**TASK TO COMPLETE:** Please give back only the lines below from the one containing "let _ = dir.sync_all();" to the one containing "value: &T) ->", each repeated word for word, both ends included.

**MATERIAL TO PROCESS:**

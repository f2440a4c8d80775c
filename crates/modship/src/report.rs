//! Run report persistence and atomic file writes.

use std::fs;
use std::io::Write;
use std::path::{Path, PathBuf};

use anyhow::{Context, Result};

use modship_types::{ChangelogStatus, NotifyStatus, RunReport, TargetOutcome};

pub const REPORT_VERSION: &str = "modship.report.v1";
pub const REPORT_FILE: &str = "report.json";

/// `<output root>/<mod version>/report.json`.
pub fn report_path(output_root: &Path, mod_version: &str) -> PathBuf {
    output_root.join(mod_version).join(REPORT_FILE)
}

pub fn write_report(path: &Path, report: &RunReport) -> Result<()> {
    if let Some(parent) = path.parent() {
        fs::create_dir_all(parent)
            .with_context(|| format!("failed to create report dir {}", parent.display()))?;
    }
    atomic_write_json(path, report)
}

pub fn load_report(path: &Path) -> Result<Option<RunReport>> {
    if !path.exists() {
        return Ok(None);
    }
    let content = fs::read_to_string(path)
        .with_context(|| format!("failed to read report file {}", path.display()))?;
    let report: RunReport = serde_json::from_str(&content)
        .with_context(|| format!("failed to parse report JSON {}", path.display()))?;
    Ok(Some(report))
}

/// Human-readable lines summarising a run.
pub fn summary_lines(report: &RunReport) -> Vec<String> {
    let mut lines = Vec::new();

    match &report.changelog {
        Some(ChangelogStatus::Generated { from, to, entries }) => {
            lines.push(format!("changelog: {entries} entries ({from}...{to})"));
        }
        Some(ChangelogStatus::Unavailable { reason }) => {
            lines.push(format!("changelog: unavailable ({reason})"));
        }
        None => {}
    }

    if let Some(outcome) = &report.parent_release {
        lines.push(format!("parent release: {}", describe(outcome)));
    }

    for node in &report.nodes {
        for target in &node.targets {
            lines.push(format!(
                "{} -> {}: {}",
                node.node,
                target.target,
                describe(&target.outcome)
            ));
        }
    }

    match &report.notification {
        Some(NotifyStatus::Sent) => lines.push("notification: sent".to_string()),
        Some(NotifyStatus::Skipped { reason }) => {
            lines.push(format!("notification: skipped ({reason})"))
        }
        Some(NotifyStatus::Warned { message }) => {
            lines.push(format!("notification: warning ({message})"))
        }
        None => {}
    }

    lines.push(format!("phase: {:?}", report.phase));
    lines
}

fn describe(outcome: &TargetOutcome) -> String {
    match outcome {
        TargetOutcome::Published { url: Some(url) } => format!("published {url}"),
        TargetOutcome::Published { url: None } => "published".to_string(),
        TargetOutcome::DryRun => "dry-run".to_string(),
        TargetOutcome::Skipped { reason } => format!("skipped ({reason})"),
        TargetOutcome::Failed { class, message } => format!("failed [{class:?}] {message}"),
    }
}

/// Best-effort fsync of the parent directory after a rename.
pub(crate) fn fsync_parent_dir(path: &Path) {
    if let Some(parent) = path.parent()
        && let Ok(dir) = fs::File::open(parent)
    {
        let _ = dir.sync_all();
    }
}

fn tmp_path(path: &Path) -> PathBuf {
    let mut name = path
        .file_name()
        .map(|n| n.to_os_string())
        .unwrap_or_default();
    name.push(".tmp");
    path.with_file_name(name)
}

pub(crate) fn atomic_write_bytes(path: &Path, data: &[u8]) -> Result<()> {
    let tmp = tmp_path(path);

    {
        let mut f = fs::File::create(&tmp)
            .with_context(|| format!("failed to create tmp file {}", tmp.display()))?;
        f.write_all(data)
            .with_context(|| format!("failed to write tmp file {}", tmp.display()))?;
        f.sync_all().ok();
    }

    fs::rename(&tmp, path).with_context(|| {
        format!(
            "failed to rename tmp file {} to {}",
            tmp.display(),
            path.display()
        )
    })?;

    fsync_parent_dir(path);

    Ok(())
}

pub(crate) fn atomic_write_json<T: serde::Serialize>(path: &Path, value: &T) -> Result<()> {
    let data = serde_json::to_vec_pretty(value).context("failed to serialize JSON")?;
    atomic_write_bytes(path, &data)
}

**WRITTEN RESPONSE:**
        let _ = dir.sync_all();
    }
}

fn tmp_path(path: &Path) -> PathBuf {
    let mut name = path
        .file_name()
        .map(|n| n.to_os_string())
        .unwrap_or_default();
    name.push(".tmp");
    path.with_file_name(name)
}

pub(crate) fn atomic_write_bytes(path: &Path, data: &[u8]) -> Result<()> {
    let tmp = tmp_path(path);

    {
        let mut f = fs::File::create(&tmp)
            .with_context(|| format!("failed to create tmp file {}", tmp.display()))?;
        f.write_all(data)
            .with_context(|| format!("failed to write tmp file {}", tmp.display()))?;
        f.sync_all().ok();
    }

    fs::rename(&tmp, path).with_context(|| {
        format!(
            "failed to rename tmp file {} to {}",
            tmp.display(),
            path.display()
        )
    })?;

    fsync_parent_dir(path);

    Ok(())
}

pub(crate) fn atomic_write_json<T: serde::Serialize>(path: &Path, value: &T) -> Result<()> {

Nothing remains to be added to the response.